|
This first chapter answers the question "What is a Servlet?", shows typical
uses for Servlets, compares Servlets to CGI programs and explains the basics
of the Servlet architecture and the Servlet lifecycle. It also gives a quick
introduction to HTTP and its implementation in the HttpServlet class.
Servlets are modules of Java code that run in a server application (hence the
name "Servlets", similar to "Applets" on the client side) to answer client
requests. Servlets are not tied to a specific client-server protocol but they
are most commonly used with HTTP and the word "Servlet" is often used in the
meaning of "HTTP Servlet".
Servlets make use of the Java standard extension classes in the packages javax.servlet
(the basic Servlet framework) and javax.servlet.http (extensions of the Servlet framework
for Servlets that answer HTTP requests). Since Servlets are written in the
highly portable Java language and follow a standard framework, they provide a
means to create sophisticated server extensions in a server and operating
system independent way.
Typical uses for HTTP Servlets include:
-
Processing and/or storing data submitted by an HTML form.
-
Providing dynamic content, e.g. returning the results of a database query
to the client.
-
Managing state information on top of the stateless HTTP, e.g. for an
online shopping cart system which manages shopping carts for many
concurrent customers and maps every request to the right customer.

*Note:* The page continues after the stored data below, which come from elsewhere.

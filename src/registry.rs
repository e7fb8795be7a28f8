use std::any::{type_name, Any, TypeId};
use std::collections::HashMap;
use std::fmt::Debug;
use std::hash::Hash;

use crate::{batch_function::BatchFunction, config::LoaderConfig, error::LoadError, loader::Loader};

/// The loaders available to one unit of work, one per relation.
///
/// A registry is built when handling of an incoming request starts and is passed explicitly to
/// every resolver that needs to load data. Loaders are looked up by the type of the
/// [`BatchFunction`] they were registered with:
///
/// ```ignore
/// let registry = LoaderRegistry::default()
///     .with(AddressById, store.clone())
///     .with(OrdersByCustomer, store.clone());
///
/// let address = registry.loader::<AddressById>()?.load(customer.address_id).await?;
/// ```
///
/// Registries are never shared between requests. Dropping the registry cancels every loader it
/// holds, which drops their caches along with it.
pub struct LoaderRegistry {
    config: LoaderConfig,
    loaders: HashMap<TypeId, Box<dyn RegisteredLoader>>,
}

/// Type-erased view of a [`Loader`] so that loaders of different key/value types can live in one
/// map.
trait RegisteredLoader: Send + Sync {
    fn as_any(&self) -> &dyn Any;
    fn flush(&self);
    fn cancel(&self);
}

impl<K, V> RegisteredLoader for Loader<K, V>
where
    K: 'static + Eq + Debug + Clone + Send + Sync,
    V: 'static + Send + Debug + Clone,
{
    fn as_any(&self) -> &dyn Any {
        self
    }

    fn flush(&self) {
        Loader::flush(self);
    }

    fn cancel(&self) {
        Loader::cancel(self);
    }
}

impl Default for LoaderRegistry {
    fn default() -> Self {
        Self::new(LoaderConfig::default())
    }
}

impl LoaderRegistry {
    /// Creates an empty registry whose loaders will all use `config`.
    pub fn new(config: LoaderConfig) -> Self {
        Self { config, loaders: HashMap::new() }
    }

    pub fn config(&self) -> LoaderConfig {
        self.config
    }

    /// Starts a loader for `F`, replacing (and cancelling) one that was registered before.
    pub fn register<F>(&mut self, batch_fn: F, context: F::Context) -> &mut Self
    where
        F: 'static + BatchFunction + Send,
        F::Key: 'static + Eq + Debug + Clone + Hash + Send + Sync,
        F::Value: 'static + Send + Debug + Clone,
        F::Context: Send + Sync + 'static,
    {
        let loader = Loader::with_config(batch_fn, context, self.config);
        if self.loaders.insert(TypeId::of::<F>(), Box::new(loader)).is_some() {
            tracing::debug!(relation = type_name::<F>(), "replaced registered loader");
        }
        self
    }

    /// Builder form of [`LoaderRegistry::register`].
    pub fn with<F>(mut self, batch_fn: F, context: F::Context) -> Self
    where
        F: 'static + BatchFunction + Send,
        F::Key: 'static + Eq + Debug + Clone + Hash + Send + Sync,
        F::Value: 'static + Send + Debug + Clone,
        F::Context: Send + Sync + 'static,
    {
        self.register(batch_fn, context);
        self
    }

    pub fn get<F>(&self) -> Option<&Loader<F::Key, F::Value>>
    where
        F: 'static + BatchFunction,
        F::Key: 'static + Eq + Debug + Clone + Send + Sync,
        F::Value: 'static + Send + Debug + Clone,
    {
        self.loaders.get(&TypeId::of::<F>()).and_then(|loader| loader.as_any().downcast_ref())
    }

    /// Like [`LoaderRegistry::get`], but reports a missing relation as a [`LoadError`].
    pub fn loader<F>(&self) -> Result<&Loader<F::Key, F::Value>, LoadError>
    where
        F: 'static + BatchFunction,
        F::Key: 'static + Eq + Debug + Clone + Send + Sync,
        F::Value: 'static + Send + Debug + Clone,
    {
        self.get::<F>().ok_or(LoadError::Unregistered(type_name::<F>()))
    }

    /// Dispatches whatever every loader has accumulated, e.g. at the end of a traversal pass.
    pub fn flush_all(&self) {
        for loader in self.loaders.values() {
            loader.flush();
        }
    }

    /// Aborts the unit of work: every pending request on every loader resolves to
    /// [`LoadError::Cancelled`] and no further results are cached.
    pub fn cancel(&self) {
        tracing::debug!(loaders = self.loaders.len(), "cancelling loader registry");
        for loader in self.loaders.values() {
            loader.cancel();
        }
    }

    pub fn len(&self) -> usize {
        self.loaders.len()
    }

    pub fn is_empty(&self) -> bool {
        self.loaders.is_empty()
    }
}
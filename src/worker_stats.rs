/// Batching statistics for one loader, accumulated over its unit of work.
#[derive(Debug, Clone, Default, PartialEq)]
pub struct WorkerStats {
    /// Human readable name used to identify this worker stats when it is reported.
    tag: &'static str,
    /// Number of `LoaderOp::Load` that were received by the worker.
    load_requests: u32,
    /// The total number of keys that were requested for loading (not necessarily unique).
    items_requested: u32,
    /// The number of keys that were immediately found in the loader cache.
    cache_hits: u32,
    /// Number of batches handed to the batch function.
    loads: u32,
    /// The average number of keys that were fetched during load operations.
    average_batch_size: f32,
    /// The max number of keys fetched during a single load.
    max_batch_size: u32,
    /// The min number of keys fetched during a single load.
    min_batch_size: u32,
    /// The total number of items that were actually loaded.
    items_loaded: u32,
    /// Number of batches that failed as a whole.
    failed_loads: u32,
}

impl WorkerStats {
    pub fn new(tag: &'static str) -> Self {
        Self { tag, min_batch_size: u32::MAX, ..Default::default() }
    }

    pub fn tag(&self) -> &'static str {
        self.tag
    }

    pub fn load_requests(&self) -> u32 {
        self.load_requests
    }

    pub fn items_requested(&self) -> u32 {
        self.items_requested
    }

    pub fn cache_hits(&self) -> u32 {
        self.cache_hits
    }

    pub fn loads(&self) -> u32 {
        self.loads
    }

    pub fn average_batch_size(&self) -> f32 {
        self.average_batch_size
    }

    pub fn max_batch_size(&self) -> u32 {
        self.max_batch_size
    }

    /// `None` until the first batch was dispatched.
    pub fn min_batch_size(&self) -> Option<u32> {
        (self.loads > 0).then_some(self.min_batch_size)
    }

    pub fn items_loaded(&self) -> u32 {
        self.items_loaded
    }

    pub fn failed_loads(&self) -> u32 {
        self.failed_loads
    }

    pub fn record_load_request(&mut self, items_requested: u32) {
        self.load_requests += 1;
        self.items_requested += items_requested;
    }

    pub fn record_cache_hits(&mut self, hits: u32) {
        self.cache_hits += hits;
    }

    pub fn record_load_exec(&mut self, batch_size: u32) {
        let new_total_load = self.loads + 1;
        self.average_batch_size = (((self.average_batch_size as f64 * self.loads as f64)
            + batch_size as f64)
            / new_total_load as f64) as f32;
        self.loads = new_total_load;
        self.max_batch_size = self.max_batch_size.max(batch_size);
        self.min_batch_size = self.min_batch_size.min(batch_size);
    }

    pub fn record_load_exec_completed(&mut self, loaded_item_count: u32) {
        self.items_loaded += loaded_item_count;
    }

    pub fn record_failed_load(&mut self) {
        self.failed_loads += 1;
    }
}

The traditional way of adding functionality to a Web Server is the
Common Gateway Interface
(CGI), a language-independent interface that allows a server to start an
external process which gets information about a request through environment
variables, the command line and its standard input stream and writes response
data to its standard output stream. Each request is answered in a separate
process by a separate instance of the CGI program, or CGI script (as it is
often called because CGI programs are usually written in interpreted languages
like Perl).
Servlets have several advantages over CGI:
-
A Servlet does not run in a separate process. This removes the overhead of
creating a new process for each request.
-
A Servlet stays in memory between requests. A CGI program (and probably
also an extensive runtime system or interpreter) needs to be loaded and
started for each CGI request.
-
There is only a single instance which answers all requests concurrently.
This saves memory and allows a Servlet to easily manage persistent data.
-
A Servlet can be run by a Servlet Engine in a restrictive
Sandbox
(just like an Applet runs in a Web Browser's Sandbox) which allows secure
use of untrusted and potentially harmful Servlets.
A Servlet, in its most general form, is an instance of a class which
implements the javax.servlet.Servlet interface. Most Servlets, however, extend one of the
standard implementations of that interface, namely javax.servlet.GenericServlet and javax.servlet.http.HttpServlet. In this
tutorial we'll be discussing only HTTP Servlets which extend the javax.servlet.http.HttpServlet class.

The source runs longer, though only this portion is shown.